:: WORK REQUIRED ::
Take the data below and copy exactly the lines starting at the one with "Reads a whole" and finishing at the one with "if bytes.len() <", both included.

[Collected data]
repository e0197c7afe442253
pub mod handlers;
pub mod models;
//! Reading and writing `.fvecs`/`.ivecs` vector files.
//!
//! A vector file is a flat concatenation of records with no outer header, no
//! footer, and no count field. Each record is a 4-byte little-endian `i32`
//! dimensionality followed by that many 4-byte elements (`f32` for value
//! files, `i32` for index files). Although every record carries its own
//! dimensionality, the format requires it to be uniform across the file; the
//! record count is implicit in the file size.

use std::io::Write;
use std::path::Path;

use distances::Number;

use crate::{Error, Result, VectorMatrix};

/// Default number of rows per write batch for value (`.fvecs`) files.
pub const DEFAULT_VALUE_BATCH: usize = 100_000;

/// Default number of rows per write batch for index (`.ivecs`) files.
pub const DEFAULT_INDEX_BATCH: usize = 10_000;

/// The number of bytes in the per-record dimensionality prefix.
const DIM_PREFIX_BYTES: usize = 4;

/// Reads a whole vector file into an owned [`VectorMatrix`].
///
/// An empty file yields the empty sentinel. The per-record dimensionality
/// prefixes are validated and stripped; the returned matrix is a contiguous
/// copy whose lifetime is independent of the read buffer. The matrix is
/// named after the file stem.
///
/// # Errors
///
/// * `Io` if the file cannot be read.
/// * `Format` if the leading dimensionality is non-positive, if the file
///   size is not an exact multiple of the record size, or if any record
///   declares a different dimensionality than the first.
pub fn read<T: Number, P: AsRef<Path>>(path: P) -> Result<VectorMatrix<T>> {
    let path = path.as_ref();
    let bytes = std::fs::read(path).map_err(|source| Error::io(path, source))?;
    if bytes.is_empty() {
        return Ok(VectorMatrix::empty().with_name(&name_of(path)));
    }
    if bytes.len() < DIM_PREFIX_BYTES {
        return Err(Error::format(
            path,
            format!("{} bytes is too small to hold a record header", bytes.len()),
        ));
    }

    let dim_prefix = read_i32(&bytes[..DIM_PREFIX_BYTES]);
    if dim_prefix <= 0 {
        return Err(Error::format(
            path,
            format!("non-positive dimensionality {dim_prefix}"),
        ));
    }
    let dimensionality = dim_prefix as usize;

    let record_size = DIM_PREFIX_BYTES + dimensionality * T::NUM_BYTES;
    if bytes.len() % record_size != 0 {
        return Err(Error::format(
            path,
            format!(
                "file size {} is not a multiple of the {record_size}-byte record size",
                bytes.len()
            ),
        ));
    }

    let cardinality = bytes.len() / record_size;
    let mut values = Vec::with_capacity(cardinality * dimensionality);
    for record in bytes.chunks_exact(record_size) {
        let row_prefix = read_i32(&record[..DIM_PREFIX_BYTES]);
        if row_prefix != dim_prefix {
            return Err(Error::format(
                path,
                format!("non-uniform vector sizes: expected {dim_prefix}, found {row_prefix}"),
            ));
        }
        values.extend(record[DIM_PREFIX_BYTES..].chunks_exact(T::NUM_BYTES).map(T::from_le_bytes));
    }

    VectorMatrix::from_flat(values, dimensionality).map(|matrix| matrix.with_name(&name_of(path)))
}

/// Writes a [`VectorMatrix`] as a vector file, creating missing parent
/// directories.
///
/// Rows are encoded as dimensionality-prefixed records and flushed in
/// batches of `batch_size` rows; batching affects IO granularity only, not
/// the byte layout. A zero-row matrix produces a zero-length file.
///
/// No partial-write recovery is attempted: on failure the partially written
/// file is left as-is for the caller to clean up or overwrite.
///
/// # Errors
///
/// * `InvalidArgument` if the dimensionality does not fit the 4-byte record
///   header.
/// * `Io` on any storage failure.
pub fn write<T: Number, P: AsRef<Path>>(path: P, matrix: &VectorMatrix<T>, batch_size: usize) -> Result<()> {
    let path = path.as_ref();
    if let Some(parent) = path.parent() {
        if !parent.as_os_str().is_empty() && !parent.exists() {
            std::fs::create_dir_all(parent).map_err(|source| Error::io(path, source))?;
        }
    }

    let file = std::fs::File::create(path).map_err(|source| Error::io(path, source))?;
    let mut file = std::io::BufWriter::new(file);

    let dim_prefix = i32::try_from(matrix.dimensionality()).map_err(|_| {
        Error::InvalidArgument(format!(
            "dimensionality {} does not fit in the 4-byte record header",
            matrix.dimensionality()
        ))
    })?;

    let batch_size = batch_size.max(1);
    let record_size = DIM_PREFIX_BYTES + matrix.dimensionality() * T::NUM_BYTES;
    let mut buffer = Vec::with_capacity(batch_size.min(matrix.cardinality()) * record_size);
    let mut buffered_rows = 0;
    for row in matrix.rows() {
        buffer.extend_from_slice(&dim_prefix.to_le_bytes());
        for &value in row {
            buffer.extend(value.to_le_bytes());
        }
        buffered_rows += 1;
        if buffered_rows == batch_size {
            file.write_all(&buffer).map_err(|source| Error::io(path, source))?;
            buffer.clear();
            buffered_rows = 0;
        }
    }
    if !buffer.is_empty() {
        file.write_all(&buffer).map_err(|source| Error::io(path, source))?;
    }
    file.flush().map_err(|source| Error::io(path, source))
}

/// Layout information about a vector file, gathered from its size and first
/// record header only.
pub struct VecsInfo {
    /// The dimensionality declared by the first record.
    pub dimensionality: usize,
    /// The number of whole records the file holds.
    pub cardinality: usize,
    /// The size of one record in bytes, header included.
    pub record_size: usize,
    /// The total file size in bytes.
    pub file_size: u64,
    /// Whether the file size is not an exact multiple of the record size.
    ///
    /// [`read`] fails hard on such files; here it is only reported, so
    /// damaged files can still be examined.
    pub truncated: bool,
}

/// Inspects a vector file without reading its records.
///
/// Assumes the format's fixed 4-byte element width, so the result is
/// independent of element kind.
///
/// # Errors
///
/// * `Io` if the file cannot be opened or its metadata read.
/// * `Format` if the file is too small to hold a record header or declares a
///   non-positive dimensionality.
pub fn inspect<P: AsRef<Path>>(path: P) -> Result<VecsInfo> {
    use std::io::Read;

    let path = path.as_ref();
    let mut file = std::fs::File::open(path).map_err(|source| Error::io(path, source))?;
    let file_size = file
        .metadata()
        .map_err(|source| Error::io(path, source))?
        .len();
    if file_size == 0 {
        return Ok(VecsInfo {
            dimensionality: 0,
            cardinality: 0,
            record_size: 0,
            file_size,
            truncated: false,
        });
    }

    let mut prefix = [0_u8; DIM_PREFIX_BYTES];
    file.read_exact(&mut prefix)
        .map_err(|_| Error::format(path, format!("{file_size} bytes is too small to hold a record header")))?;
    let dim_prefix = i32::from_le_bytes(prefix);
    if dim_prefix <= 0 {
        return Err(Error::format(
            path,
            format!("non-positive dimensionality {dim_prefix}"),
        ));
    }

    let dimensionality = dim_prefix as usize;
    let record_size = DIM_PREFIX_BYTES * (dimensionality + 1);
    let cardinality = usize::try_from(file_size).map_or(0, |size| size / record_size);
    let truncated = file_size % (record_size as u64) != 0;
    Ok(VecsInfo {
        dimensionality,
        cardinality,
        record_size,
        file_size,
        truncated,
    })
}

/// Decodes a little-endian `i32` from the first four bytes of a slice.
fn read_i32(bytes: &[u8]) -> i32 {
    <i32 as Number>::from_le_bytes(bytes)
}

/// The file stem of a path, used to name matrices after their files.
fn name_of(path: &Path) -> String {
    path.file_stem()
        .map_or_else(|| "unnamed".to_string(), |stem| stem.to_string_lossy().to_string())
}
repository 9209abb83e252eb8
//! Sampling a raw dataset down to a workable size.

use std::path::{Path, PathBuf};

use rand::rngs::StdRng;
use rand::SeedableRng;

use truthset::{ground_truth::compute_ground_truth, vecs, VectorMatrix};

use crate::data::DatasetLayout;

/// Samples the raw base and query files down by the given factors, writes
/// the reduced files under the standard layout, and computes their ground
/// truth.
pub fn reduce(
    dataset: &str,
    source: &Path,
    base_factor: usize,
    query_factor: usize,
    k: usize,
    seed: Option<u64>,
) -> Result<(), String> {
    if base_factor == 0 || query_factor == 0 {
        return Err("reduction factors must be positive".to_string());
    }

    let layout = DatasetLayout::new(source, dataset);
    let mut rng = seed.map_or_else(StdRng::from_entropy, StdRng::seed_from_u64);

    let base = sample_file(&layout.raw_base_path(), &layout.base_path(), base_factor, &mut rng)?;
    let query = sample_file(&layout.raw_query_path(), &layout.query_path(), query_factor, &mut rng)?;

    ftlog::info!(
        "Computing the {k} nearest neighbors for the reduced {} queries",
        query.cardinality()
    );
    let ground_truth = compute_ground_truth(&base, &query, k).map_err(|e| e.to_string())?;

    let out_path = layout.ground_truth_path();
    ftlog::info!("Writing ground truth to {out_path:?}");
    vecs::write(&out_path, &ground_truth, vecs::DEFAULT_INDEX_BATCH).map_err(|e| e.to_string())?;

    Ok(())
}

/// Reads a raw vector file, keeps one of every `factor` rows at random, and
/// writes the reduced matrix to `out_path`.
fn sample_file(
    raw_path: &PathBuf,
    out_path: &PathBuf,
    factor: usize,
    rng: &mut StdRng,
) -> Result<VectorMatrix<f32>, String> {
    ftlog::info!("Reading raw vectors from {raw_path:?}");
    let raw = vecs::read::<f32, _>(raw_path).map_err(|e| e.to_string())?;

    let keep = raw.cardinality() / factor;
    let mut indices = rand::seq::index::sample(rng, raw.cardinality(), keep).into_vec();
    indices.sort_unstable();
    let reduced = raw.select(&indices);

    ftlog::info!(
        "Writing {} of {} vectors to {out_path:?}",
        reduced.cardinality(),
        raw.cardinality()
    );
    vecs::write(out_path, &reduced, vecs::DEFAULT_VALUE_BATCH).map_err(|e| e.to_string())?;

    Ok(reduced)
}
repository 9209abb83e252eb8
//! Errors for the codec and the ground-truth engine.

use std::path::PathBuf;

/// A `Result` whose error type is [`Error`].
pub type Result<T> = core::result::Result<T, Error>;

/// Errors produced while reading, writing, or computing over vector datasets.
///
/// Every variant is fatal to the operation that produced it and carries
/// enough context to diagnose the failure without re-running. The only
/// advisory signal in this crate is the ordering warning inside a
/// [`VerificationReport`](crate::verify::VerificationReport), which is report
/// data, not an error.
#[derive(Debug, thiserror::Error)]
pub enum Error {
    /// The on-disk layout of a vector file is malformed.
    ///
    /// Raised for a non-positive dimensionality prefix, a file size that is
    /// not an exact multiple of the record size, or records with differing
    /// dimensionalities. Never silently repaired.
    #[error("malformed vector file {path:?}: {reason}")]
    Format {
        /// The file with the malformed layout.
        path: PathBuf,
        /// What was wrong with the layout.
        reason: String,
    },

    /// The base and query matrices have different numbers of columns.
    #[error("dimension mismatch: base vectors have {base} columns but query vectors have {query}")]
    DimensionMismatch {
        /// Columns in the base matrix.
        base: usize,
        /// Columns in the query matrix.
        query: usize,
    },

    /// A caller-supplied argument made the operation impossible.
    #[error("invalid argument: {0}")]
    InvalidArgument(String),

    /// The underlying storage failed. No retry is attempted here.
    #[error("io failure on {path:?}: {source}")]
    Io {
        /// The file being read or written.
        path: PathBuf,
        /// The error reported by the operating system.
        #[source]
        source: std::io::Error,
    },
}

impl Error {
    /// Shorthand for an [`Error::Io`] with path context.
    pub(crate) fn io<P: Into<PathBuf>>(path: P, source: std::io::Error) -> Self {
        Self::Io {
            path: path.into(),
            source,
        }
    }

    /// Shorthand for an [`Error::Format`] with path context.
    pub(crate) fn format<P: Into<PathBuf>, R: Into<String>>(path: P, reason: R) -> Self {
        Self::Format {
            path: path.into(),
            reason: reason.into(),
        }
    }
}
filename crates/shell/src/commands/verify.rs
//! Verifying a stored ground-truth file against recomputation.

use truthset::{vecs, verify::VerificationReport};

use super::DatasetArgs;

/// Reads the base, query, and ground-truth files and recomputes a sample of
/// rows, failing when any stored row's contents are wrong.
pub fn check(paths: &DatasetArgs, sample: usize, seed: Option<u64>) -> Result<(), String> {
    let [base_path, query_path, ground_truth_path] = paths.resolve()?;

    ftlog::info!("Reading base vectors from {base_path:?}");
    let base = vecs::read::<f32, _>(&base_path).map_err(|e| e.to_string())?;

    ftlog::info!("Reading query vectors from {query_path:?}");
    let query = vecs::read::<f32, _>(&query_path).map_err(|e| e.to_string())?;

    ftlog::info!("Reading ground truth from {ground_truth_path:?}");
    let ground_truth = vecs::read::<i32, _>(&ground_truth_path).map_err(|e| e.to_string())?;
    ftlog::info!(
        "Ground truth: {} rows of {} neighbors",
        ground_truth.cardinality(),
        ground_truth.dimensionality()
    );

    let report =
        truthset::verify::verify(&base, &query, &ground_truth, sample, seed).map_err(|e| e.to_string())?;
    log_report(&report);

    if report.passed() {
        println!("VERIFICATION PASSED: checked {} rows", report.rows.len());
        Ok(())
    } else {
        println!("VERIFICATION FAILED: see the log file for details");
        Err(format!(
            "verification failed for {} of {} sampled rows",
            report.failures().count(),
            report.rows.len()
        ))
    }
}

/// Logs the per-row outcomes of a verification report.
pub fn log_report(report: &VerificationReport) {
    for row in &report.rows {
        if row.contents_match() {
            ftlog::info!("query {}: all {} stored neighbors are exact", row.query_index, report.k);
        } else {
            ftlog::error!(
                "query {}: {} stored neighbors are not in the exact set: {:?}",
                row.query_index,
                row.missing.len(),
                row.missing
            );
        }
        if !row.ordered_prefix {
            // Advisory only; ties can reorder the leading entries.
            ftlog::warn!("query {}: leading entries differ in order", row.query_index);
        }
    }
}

:: OUTPUT OF THE EXERCISE ::
/// Reads a whole vector file into an owned [`VectorMatrix`].
///
/// An empty file yields the empty sentinel. The per-record dimensionality
/// prefixes are validated and stripped; the returned matrix is a contiguous
/// copy whose lifetime is independent of the read buffer. The matrix is
/// named after the file stem.
///
/// # Errors
///
/// * `Io` if the file cannot be read.
/// * `Format` if the leading dimensionality is non-positive, if the file
///   size is not an exact multiple of the record size, or if any record
///   declares a different dimensionality than the first.
pub fn read<T: Number, P: AsRef<Path>>(path: P) -> Result<VectorMatrix<T>> {
    let path = path.as_ref();
    let bytes = std::fs::read(path).map_err(|source| Error::io(path, source))?;
    if bytes.is_empty() {
        return Ok(VectorMatrix::empty().with_name(&name_of(path)));
    }
    if bytes.len() < DIM_PREFIX_BYTES {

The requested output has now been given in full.